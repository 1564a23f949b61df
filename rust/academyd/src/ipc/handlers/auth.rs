use crate::auth::{self, Caller, Role, User};
use crate::ipc::error::{respond, ApiError, ApiResult};
use crate::ipc::helpers::{db_conn, opt_str, required_str};
use crate::ipc::types::{AppState, Request};
use chrono::Utc;
use rusqlite::{Connection, OptionalExtension};
use serde_json::json;

fn invalid_credentials() -> ApiError {
    ApiError::Unauthorized("Invalid credentials".into())
}

fn user_json(user: &User) -> serde_json::Value {
    json!({
        "id": user.id,
        "name": user.username,
        "position": user.role.position(),
    })
}

fn login_admin(conn: &Connection, username: &str, password: &str) -> Result<User, ApiError> {
    match auth::find_user(conn, username)? {
        Some(u) if u.role == Role::Admin && auth::verify_password(password, &u.password_hash) => {
            Ok(u)
        }
        _ => Err(ApiError::Unauthorized(
            "Invalid credentials or not an admin".into(),
        )),
    }
}

/// Existing teacher accounts are tried first; otherwise the teacher roster is
/// checked and a teacher account is created (or its password synced) on
/// success. Only accounts with the teacher role are ever returned or touched.
fn login_teacher(
    conn: &Connection,
    state: &AppState,
    username: &str,
    password: &str,
) -> Result<User, ApiError> {
    let existing = auth::find_user(conn, username)?;
    if let Some(u) = &existing {
        if u.role != Role::Teacher {
            tracing::warn!(username, role = u.role.as_str(), "teacher login for a non-teacher account");
            return Err(invalid_credentials());
        }
        if auth::verify_password(password, &u.password_hash) {
            return Ok(u.clone());
        }
    }

    let teacher: Option<(String, String)> = conn
        .query_row(
            "SELECT passwd, teacher_name FROM teachers WHERE teacher_id = ?",
            [username],
            |r| Ok((r.get(0)?, r.get(1)?)),
        )
        .optional()?;
    let Some((passwd_hash, teacher_name)) = teacher else {
        tracing::info!(username, "teacher login: no such teacher");
        return Err(invalid_credentials());
    };
    if !auth::verify_password(password, &passwd_hash) {
        tracing::info!(username, "teacher login: password mismatch");
        return Err(invalid_credentials());
    }

    let hash = auth::hash_password(password, state.config.password_iterations);
    let user_id = match existing {
        Some(u) => {
            auth::set_password(conn, u.id, &hash)
                .map_err(|e| ApiError::db("db_update_failed", "users", e))?;
            u.id
        }
        None => auth::create_user(conn, username, &hash, Role::Teacher, &teacher_name)
            .map_err(|e| ApiError::db("db_insert_failed", "users", e))?,
    };
    auth::get_user(conn, user_id)?.ok_or_else(invalid_credentials)
}

fn handle_login(state: &mut AppState, req: &Request) -> ApiResult {
    let conn = db_conn(state)?;
    let username = opt_str(req, "username")?.unwrap_or_default();
    let password = req
        .params
        .get("password")
        .and_then(|v| v.as_str())
        .unwrap_or("")
        .to_string();
    let role = opt_str(req, "role")?.unwrap_or_default();
    tracing::info!(username = %username, role = %role, "login attempt");

    let user = match role.as_str() {
        "admin" => login_admin(conn, &username, &password)?,
        "teacher" => login_teacher(conn, state, &username, &password)?,
        _ => return Err(ApiError::bad_params("Invalid request")),
    };

    let tokens = auth::issue_tokens(conn, user.id, &state.config, Utc::now())
        .map_err(|e| ApiError::db("db_insert_failed", "sessions", e))?;
    tracing::info!(username = %user.username, role = user.role.as_str(), "login succeeded");
    Ok(json!({
        "access": tokens.access,
        "refresh": tokens.refresh,
        "user": user_json(&user),
    }))
}

fn handle_logout(state: &mut AppState, req: &Request) -> ApiResult {
    let conn = db_conn(state)?;
    let refresh = required_str(req, "refresh")?;
    let revoked = auth::revoke_refresh(conn, &refresh)
        .map_err(|e| ApiError::db("db_update_failed", "sessions", e))?;
    if !revoked {
        return Err(ApiError::bad_params("unknown refresh token"));
    }
    Ok(json!({ "loggedOut": true }))
}

fn handle_refresh(state: &mut AppState, req: &Request) -> ApiResult {
    let conn = db_conn(state)?;
    let refresh = required_str(req, "refresh")?;
    let access = auth::refresh_access(conn, &refresh, &state.config, Utc::now())
        .map_err(|e| ApiError::db("db_insert_failed", "sessions", e))?
        .ok_or_else(|| ApiError::Unauthorized("Token is invalid or expired".into()))?;
    Ok(json!({ "access": access }))
}

fn handle_me(state: &mut AppState, caller: &Caller) -> ApiResult {
    let conn = db_conn(state)?;
    let user = auth::get_user(conn, caller.user_id)?
        .ok_or_else(|| ApiError::not_found("user not found"))?;
    let mut out = user_json(&user);
    out["displayName"] = json!(user.display_name);
    out["role"] = json!(user.role.as_str());
    Ok(out)
}

fn handle_users_create(state: &mut AppState, req: &Request) -> ApiResult {
    let conn = db_conn(state)?;
    let username = required_str(req, "username")?;
    let password = required_str(req, "password")?;
    let role = required_str(req, "role")?;
    let role = Role::parse(&role).ok_or_else(|| ApiError::field("role", "must be admin or teacher"))?;
    let display_name = opt_str(req, "displayName")?.unwrap_or_else(|| username.clone());
    if auth::find_user(conn, &username)?.is_some() {
        return Err(ApiError::Conflict(format!("username {} already exists", username)));
    }
    // A roster teacher owns this login name for the portal.
    let on_roster: Option<i64> = conn
        .query_row(
            "SELECT id FROM teachers WHERE teacher_id = ?",
            [&username],
            |r| r.get(0),
        )
        .optional()?;
    if role != Role::Teacher && on_roster.is_some() {
        return Err(ApiError::Conflict(format!(
            "username {} is a teacher login id",
            username
        )));
    }
    let hash = auth::hash_password(&password, state.config.password_iterations);
    let id = auth::create_user(conn, &username, &hash, role, &display_name)
        .map_err(|e| ApiError::db("db_insert_failed", "users", e))?;
    Ok(json!({ "id": id, "name": username, "position": role.position() }))
}

pub fn try_handle(
    state: &mut AppState,
    req: &Request,
    caller: Option<&Caller>,
) -> Option<serde_json::Value> {
    let result = match (req.method.as_str(), caller) {
        ("auth.login", _) => handle_login(state, req),
        ("auth.logout", _) => handle_logout(state, req),
        ("auth.refresh", _) => handle_refresh(state, req),
        ("auth.me", Some(caller)) => handle_me(state, caller),
        ("admin.users.create", Some(_)) => handle_users_create(state, req),
        _ => return None,
    };
    Some(respond(&req.id, result))
}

(Task details) Please copy out each entry exactly as it appears above.

(The answer)
repository 1564a23f949b61df
filename rust/academyd/src/ipc/handlers/auth.rs
use crate::auth::{self, Caller, Role, User};
use crate::ipc::error::{respond, ApiError, ApiResult};
use crate::ipc::helpers::{db_conn, opt_str, required_str};
use crate::ipc::types::{AppState, Request};
use chrono::Utc;
use rusqlite::{Connection, OptionalExtension};
use serde_json::json;

fn invalid_credentials() -> ApiError {
    ApiError::Unauthorized("Invalid credentials".into())
}

fn user_json(user: &User) -> serde_json::Value {
    json!({
        "id": user.id,
        "name": user.username,
        "position": user.role.position(),
    })
}

fn login_admin(conn: &Connection, username: &str, password: &str) -> Result<User, ApiError> {
    match auth::find_user(conn, username)? {
        Some(u) if u.role == Role::Admin && auth::verify_password(password, &u.password_hash) => {
            Ok(u)
        }
        _ => Err(ApiError::Unauthorized(
            "Invalid credentials or not an admin".into(),
        )),
    }
}

/// Existing teacher accounts are tried first; otherwise the teacher roster is
/// checked and a teacher account is created (or its password synced) on
/// success. Only accounts with the teacher role are ever returned or touched.
fn login_teacher(
    conn: &Connection,
    state: &AppState,
    username: &str,
    password: &str,
) -> Result<User, ApiError> {
    let existing = auth::find_user(conn, username)?;
    if let Some(u) = &existing {
        if u.role != Role::Teacher {
            tracing::warn!(username, role = u.role.as_str(), "teacher login for a non-teacher account");
            return Err(invalid_credentials());
        }
        if auth::verify_password(password, &u.password_hash) {
            return Ok(u.clone());
        }
    }

    let teacher: Option<(String, String)> = conn
        .query_row(
            "SELECT passwd, teacher_name FROM teachers WHERE teacher_id = ?",
            [username],
            |r| Ok((r.get(0)?, r.get(1)?)),
        )
        .optional()?;
    let Some((passwd_hash, teacher_name)) = teacher else {
        tracing::info!(username, "teacher login: no such teacher");
        return Err(invalid_credentials());
    };
    if !auth::verify_password(password, &passwd_hash) {
        tracing::info!(username, "teacher login: password mismatch");
        return Err(invalid_credentials());
    }

    let hash = auth::hash_password(password, state.config.password_iterations);
    let user_id = match existing {
        Some(u) => {
            auth::set_password(conn, u.id, &hash)
                .map_err(|e| ApiError::db("db_update_failed", "users", e))?;
            u.id
        }
        None => auth::create_user(conn, username, &hash, Role::Teacher, &teacher_name)
            .map_err(|e| ApiError::db("db_insert_failed", "users", e))?,
    };
    auth::get_user(conn, user_id)?.ok_or_else(invalid_credentials)
}

fn handle_login(state: &mut AppState, req: &Request) -> ApiResult {
    let conn = db_conn(state)?;
    let username = opt_str(req, "username")?.unwrap_or_default();
    let password = req
        .params
        .get("password")
        .and_then(|v| v.as_str())
        .unwrap_or("")
        .to_string();
    let role = opt_str(req, "role")?.unwrap_or_default();
    tracing::info!(username = %username, role = %role, "login attempt");

    let user = match role.as_str() {
        "admin" => login_admin(conn, &username, &password)?,
        "teacher" => login_teacher(conn, state, &username, &password)?,
        _ => return Err(ApiError::bad_params("Invalid request")),
    };

    let tokens = auth::issue_tokens(conn, user.id, &state.config, Utc::now())
        .map_err(|e| ApiError::db("db_insert_failed", "sessions", e))?;
    tracing::info!(username = %user.username, role = user.role.as_str(), "login succeeded");
    Ok(json!({
        "access": tokens.access,
        "refresh": tokens.refresh,
        "user": user_json(&user),
    }))
}

fn handle_logout(state: &mut AppState, req: &Request) -> ApiResult {
    let conn = db_conn(state)?;
    let refresh = required_str(req, "refresh")?;
    let revoked = auth::revoke_refresh(conn, &refresh)
        .map_err(|e| ApiError::db("db_update_failed", "sessions", e))?;
    if !revoked {
        return Err(ApiError::bad_params("unknown refresh token"));
    }
    Ok(json!({ "loggedOut": true }))
}

fn handle_refresh(state: &mut AppState, req: &Request) -> ApiResult {
    let conn = db_conn(state)?;
    let refresh = required_str(req, "refresh")?;
    let access = auth::refresh_access(conn, &refresh, &state.config, Utc::now())
        .map_err(|e| ApiError::db("db_insert_failed", "sessions", e))?
        .ok_or_else(|| ApiError::Unauthorized("Token is invalid or expired".into()))?;
    Ok(json!({ "access": access }))
}

fn handle_me(state: &mut AppState, caller: &Caller) -> ApiResult {
    let conn = db_conn(state)?;
    let user = auth::get_user(conn, caller.user_id)?
        .ok_or_else(|| ApiError::not_found("user not found"))?;
    let mut out = user_json(&user);
    out["displayName"] = json!(user.display_name);
    out["role"] = json!(user.role.as_str());
    Ok(out)
}

fn handle_users_create(state: &mut AppState, req: &Request) -> ApiResult {
    let conn = db_conn(state)?;
    let username = required_str(req, "username")?;
    let password = required_str(req, "password")?;
    let role = required_str(req, "role")?;
    let role = Role::parse(&role).ok_or_else(|| ApiError::field("role", "must be admin or teacher"))?;
    let display_name = opt_str(req, "displayName")?.unwrap_or_else(|| username.clone());
    if auth::find_user(conn, &username)?.is_some() {
        return Err(ApiError::Conflict(format!("username {} already exists", username)));
    }
    // A roster teacher owns this login name for the portal.
    let on_roster: Option<i64> = conn
        .query_row(
            "SELECT id FROM teachers WHERE teacher_id = ?",
            [&username],
            |r| r.get(0),
        )
        .optional()?;
    if role != Role::Teacher && on_roster.is_some() {
        return Err(ApiError::Conflict(format!(
            "username {} is a teacher login id",
            username
        )));
    }
    let hash = auth::hash_password(&password, state.config.password_iterations);
    let id = auth::create_user(conn, &username, &hash, role, &display_name)
        .map_err(|e| ApiError::db("db_insert_failed", "users", e))?;
    Ok(json!({ "id": id, "name": username, "position": role.position() }))
}

pub fn try_handle(
    state: &mut AppState,
    req: &Request,
    caller: Option<&Caller>,
) -> Option<serde_json::Value> {
    let result = match (req.method.as_str(), caller) {
        ("auth.login", _) => handle_login(state, req),
        ("auth.logout", _) => handle_logout(state, req),
        ("auth.refresh", _) => handle_refresh(state, req),
        ("auth.me", Some(caller)) => handle_me(state, caller),
        ("admin.users.create", Some(_)) => handle_users_create(state, req),
        _ => return None,
    };
    Some(respond(&req.id, result))
}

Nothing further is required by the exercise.